▶ [WHAT THIS TASK INVOLVES] Search the listing below for the word "UuidError" and copy each line where it appears.

▶ [SUPPLIED INFORMATION]
*****

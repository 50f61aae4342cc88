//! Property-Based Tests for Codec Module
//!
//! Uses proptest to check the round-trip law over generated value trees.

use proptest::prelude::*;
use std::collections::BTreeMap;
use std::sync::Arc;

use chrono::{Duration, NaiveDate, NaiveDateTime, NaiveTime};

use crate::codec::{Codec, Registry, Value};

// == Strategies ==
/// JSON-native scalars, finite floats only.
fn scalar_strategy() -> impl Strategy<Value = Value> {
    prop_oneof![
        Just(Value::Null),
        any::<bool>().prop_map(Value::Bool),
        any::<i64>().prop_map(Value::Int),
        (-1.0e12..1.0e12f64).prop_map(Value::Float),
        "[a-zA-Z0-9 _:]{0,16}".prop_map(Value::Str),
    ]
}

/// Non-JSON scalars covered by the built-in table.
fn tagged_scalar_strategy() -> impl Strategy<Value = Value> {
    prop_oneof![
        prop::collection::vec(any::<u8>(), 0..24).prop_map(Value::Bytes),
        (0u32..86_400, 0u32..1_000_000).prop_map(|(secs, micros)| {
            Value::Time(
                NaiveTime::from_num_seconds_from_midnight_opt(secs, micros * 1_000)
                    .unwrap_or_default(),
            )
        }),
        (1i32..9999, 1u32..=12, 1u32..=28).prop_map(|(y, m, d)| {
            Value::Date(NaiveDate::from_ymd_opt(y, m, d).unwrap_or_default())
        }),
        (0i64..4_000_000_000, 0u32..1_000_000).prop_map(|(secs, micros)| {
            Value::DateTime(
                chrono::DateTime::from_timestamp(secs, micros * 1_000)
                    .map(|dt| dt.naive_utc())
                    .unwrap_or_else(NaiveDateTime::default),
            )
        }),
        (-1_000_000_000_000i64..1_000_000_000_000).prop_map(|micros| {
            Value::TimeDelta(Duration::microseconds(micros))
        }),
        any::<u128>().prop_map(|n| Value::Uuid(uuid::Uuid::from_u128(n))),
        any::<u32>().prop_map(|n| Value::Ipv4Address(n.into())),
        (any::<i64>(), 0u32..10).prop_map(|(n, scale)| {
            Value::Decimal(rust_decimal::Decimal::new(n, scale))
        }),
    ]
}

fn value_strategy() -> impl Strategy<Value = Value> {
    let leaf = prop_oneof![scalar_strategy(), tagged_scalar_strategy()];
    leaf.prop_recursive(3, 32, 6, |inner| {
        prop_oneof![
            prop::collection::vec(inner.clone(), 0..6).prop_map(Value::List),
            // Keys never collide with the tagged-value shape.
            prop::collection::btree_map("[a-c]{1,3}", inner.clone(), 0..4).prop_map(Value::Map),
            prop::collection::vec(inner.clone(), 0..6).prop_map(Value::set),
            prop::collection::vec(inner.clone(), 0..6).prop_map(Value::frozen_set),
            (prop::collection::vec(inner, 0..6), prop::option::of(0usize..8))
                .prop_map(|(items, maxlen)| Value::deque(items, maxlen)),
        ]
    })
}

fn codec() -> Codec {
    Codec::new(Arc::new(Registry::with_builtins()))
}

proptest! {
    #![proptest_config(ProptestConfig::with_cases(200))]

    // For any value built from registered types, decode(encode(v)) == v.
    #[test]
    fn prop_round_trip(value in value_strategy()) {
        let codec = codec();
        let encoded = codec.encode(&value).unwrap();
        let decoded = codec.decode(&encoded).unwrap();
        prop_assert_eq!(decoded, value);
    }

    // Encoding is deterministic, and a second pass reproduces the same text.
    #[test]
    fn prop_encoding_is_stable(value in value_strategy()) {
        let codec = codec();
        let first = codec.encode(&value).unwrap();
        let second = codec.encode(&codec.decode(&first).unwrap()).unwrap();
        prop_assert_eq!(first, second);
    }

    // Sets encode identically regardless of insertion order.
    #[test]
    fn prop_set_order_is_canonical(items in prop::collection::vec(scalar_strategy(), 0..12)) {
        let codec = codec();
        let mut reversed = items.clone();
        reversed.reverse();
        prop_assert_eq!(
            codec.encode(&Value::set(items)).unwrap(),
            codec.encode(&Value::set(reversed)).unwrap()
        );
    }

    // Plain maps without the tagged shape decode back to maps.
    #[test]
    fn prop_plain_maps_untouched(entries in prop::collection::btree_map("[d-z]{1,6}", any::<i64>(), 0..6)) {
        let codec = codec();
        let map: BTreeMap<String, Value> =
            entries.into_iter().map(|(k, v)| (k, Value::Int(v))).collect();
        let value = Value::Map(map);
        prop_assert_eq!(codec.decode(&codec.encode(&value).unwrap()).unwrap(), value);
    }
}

*****

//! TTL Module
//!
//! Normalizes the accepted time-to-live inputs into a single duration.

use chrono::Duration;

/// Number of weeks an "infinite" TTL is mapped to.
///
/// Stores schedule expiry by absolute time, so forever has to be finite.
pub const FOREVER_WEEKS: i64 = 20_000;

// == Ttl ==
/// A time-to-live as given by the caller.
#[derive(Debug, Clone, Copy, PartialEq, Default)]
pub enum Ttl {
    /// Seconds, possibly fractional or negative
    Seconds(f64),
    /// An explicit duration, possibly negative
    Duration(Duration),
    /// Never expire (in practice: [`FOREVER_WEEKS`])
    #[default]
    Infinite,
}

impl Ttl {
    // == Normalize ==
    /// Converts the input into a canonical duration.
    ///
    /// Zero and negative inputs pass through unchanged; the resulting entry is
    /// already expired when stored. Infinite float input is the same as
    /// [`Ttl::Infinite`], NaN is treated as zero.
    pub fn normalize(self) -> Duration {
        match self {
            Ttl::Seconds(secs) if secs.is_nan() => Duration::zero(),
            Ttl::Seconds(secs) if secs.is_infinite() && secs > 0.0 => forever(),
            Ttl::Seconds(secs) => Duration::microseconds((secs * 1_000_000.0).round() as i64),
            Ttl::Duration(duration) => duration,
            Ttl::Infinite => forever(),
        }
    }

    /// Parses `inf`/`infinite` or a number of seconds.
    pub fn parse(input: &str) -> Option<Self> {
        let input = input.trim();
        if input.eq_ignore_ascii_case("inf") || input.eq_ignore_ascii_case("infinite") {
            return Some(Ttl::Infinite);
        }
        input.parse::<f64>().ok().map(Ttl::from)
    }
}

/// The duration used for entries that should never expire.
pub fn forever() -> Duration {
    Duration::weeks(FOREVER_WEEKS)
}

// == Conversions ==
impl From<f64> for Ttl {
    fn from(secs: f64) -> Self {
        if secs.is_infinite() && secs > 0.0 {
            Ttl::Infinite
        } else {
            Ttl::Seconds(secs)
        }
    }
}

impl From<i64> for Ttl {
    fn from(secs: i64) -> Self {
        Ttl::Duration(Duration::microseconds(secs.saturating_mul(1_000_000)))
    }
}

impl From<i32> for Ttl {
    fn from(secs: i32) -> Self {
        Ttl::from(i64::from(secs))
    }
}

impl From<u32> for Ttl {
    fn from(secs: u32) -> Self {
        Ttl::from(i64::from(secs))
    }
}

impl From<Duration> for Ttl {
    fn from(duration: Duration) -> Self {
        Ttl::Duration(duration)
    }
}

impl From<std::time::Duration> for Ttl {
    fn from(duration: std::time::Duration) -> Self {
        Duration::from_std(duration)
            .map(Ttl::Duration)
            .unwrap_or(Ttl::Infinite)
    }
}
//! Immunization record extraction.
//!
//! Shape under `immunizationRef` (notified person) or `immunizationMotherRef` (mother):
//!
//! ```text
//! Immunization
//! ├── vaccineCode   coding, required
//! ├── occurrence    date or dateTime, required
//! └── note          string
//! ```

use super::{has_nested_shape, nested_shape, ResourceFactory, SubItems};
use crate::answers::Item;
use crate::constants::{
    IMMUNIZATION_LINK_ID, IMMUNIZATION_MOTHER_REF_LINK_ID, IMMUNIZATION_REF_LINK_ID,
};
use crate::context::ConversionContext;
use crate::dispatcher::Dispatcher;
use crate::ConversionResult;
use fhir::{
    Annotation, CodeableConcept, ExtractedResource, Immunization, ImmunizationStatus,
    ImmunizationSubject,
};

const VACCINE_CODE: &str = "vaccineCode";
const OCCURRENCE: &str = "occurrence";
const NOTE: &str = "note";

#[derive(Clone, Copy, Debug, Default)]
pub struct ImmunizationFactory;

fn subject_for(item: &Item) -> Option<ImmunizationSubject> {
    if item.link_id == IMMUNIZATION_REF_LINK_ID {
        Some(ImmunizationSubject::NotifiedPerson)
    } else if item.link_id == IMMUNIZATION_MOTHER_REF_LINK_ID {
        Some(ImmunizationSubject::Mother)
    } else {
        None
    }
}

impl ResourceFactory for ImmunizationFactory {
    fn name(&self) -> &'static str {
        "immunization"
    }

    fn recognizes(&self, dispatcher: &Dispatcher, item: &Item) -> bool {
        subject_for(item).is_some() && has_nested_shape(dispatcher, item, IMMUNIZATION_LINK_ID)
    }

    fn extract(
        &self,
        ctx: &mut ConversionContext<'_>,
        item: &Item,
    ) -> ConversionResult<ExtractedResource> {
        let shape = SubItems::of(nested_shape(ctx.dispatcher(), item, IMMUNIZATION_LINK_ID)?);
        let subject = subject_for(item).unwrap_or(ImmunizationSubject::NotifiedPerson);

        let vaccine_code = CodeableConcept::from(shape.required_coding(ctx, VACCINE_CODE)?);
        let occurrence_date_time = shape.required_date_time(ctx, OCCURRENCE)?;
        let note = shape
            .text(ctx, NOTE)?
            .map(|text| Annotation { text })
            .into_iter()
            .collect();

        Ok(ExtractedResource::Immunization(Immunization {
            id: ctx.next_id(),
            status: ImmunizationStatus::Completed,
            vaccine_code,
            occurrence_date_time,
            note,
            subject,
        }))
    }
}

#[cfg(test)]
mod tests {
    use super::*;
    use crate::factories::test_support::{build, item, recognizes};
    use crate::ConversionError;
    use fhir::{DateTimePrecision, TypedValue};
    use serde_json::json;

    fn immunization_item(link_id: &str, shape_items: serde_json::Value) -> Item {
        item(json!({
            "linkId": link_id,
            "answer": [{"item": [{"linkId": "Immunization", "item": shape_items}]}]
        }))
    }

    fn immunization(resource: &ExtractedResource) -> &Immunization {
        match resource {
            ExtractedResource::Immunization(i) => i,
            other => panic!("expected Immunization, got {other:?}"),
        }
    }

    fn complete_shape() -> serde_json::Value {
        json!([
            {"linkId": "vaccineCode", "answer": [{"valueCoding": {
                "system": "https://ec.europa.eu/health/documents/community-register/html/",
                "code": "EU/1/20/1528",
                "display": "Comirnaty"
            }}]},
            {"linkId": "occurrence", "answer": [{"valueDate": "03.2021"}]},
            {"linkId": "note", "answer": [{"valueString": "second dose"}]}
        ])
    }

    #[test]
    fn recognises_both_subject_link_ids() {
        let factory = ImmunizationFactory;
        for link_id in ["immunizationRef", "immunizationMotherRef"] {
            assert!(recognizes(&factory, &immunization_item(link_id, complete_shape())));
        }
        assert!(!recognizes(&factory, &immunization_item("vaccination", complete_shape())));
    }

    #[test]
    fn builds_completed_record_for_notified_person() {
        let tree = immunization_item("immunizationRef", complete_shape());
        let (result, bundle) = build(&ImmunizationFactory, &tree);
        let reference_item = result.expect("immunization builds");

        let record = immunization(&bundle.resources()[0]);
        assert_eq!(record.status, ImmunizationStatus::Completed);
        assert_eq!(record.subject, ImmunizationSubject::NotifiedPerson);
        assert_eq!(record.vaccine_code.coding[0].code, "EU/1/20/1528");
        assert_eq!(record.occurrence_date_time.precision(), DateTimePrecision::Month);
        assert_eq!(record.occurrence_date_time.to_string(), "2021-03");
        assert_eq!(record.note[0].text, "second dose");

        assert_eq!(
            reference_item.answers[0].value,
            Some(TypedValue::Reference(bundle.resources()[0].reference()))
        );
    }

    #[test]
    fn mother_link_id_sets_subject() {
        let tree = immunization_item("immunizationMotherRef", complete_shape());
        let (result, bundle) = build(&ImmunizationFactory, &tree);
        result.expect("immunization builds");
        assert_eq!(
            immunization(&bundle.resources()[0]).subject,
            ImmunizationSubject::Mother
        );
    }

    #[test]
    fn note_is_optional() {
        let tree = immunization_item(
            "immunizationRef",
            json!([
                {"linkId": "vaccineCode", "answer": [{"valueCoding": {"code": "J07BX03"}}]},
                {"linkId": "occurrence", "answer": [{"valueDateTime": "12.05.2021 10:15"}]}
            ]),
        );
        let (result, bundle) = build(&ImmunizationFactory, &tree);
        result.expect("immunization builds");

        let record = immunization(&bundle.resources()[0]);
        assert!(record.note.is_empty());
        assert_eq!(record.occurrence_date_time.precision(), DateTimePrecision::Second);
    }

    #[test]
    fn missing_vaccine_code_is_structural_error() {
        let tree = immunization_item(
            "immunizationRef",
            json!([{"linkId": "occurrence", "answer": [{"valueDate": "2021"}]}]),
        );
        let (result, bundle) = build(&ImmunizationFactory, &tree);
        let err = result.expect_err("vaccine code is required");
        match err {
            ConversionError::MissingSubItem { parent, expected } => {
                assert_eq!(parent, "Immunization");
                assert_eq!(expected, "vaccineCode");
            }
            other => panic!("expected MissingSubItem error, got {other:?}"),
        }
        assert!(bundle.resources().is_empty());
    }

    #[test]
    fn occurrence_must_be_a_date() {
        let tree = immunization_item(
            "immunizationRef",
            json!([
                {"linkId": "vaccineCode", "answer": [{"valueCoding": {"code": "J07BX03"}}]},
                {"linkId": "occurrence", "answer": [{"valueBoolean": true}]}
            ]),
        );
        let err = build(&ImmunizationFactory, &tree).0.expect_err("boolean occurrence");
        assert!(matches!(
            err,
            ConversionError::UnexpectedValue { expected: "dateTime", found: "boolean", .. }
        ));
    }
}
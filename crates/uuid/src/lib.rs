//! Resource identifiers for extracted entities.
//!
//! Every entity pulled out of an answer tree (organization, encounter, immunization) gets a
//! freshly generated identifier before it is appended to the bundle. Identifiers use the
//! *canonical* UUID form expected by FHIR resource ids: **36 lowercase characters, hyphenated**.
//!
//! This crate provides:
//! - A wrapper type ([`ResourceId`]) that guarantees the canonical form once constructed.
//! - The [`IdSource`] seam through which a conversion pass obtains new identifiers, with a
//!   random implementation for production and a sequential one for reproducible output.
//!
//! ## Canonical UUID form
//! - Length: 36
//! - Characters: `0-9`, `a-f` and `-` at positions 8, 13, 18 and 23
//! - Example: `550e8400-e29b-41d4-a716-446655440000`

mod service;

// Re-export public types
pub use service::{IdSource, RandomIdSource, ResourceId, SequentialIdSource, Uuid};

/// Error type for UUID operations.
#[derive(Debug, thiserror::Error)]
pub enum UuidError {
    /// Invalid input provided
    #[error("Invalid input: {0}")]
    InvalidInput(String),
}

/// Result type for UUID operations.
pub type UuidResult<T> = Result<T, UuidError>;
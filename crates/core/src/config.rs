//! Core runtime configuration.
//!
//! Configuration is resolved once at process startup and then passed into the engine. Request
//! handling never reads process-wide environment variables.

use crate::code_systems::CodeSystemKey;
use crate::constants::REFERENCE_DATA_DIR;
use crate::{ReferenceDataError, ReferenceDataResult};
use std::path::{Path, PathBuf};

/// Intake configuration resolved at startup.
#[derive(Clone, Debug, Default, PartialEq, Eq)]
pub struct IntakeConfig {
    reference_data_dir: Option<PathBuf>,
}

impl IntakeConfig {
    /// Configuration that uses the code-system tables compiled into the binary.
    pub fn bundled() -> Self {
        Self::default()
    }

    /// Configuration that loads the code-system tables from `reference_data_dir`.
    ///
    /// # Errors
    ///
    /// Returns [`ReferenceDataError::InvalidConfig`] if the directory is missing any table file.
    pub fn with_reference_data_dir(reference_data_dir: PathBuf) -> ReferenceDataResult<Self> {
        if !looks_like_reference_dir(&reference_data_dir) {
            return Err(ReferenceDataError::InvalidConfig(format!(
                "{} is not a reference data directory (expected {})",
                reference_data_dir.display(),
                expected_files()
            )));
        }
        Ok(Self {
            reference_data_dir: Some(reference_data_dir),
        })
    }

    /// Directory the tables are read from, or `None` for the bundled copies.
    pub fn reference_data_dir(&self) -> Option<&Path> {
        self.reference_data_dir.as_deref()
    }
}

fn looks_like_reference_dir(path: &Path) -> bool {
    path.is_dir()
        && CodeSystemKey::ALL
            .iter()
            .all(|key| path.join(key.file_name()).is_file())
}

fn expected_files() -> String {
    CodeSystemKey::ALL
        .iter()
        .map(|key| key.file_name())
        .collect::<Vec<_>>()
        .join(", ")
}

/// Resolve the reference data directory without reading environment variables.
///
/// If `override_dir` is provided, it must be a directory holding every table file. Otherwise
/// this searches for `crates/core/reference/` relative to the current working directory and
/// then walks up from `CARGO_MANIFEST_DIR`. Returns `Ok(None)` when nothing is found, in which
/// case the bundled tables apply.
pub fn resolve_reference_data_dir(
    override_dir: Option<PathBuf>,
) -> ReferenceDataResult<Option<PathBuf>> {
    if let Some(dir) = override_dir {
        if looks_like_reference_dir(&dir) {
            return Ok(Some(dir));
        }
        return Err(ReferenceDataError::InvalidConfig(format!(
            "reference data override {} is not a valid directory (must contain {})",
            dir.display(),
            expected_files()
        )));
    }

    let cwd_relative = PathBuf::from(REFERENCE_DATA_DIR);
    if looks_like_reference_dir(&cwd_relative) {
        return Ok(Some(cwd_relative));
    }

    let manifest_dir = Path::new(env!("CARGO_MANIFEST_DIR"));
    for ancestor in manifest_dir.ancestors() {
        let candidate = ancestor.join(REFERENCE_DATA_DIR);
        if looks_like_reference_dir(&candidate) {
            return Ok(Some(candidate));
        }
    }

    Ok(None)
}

*****

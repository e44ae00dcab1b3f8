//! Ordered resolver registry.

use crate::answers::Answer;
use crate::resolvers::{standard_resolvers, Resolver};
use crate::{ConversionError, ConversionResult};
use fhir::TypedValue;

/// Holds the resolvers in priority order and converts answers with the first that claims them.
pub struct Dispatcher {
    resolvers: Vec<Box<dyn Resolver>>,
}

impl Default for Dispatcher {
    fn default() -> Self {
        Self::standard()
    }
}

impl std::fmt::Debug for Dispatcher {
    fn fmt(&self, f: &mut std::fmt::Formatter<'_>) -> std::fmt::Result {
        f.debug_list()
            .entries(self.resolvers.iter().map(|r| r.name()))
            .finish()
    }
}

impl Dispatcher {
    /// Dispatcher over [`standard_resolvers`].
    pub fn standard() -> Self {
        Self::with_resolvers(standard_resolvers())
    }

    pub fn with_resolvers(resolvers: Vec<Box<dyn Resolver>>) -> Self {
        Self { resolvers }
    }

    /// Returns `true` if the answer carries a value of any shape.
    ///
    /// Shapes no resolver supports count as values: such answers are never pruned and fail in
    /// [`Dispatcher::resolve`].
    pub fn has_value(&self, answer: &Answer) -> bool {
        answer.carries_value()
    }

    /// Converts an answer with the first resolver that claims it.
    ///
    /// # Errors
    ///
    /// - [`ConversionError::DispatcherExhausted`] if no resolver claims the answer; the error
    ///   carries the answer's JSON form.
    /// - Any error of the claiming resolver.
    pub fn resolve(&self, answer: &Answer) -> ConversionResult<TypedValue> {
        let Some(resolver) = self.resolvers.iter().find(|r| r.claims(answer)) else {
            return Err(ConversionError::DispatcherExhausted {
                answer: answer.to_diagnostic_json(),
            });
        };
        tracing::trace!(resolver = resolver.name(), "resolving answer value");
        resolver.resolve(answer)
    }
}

*****

▶ [OUTPUT FOR THIS EXERCISE]
pub enum UuidError {
pub type UuidResult<T> = Result<T, UuidError>;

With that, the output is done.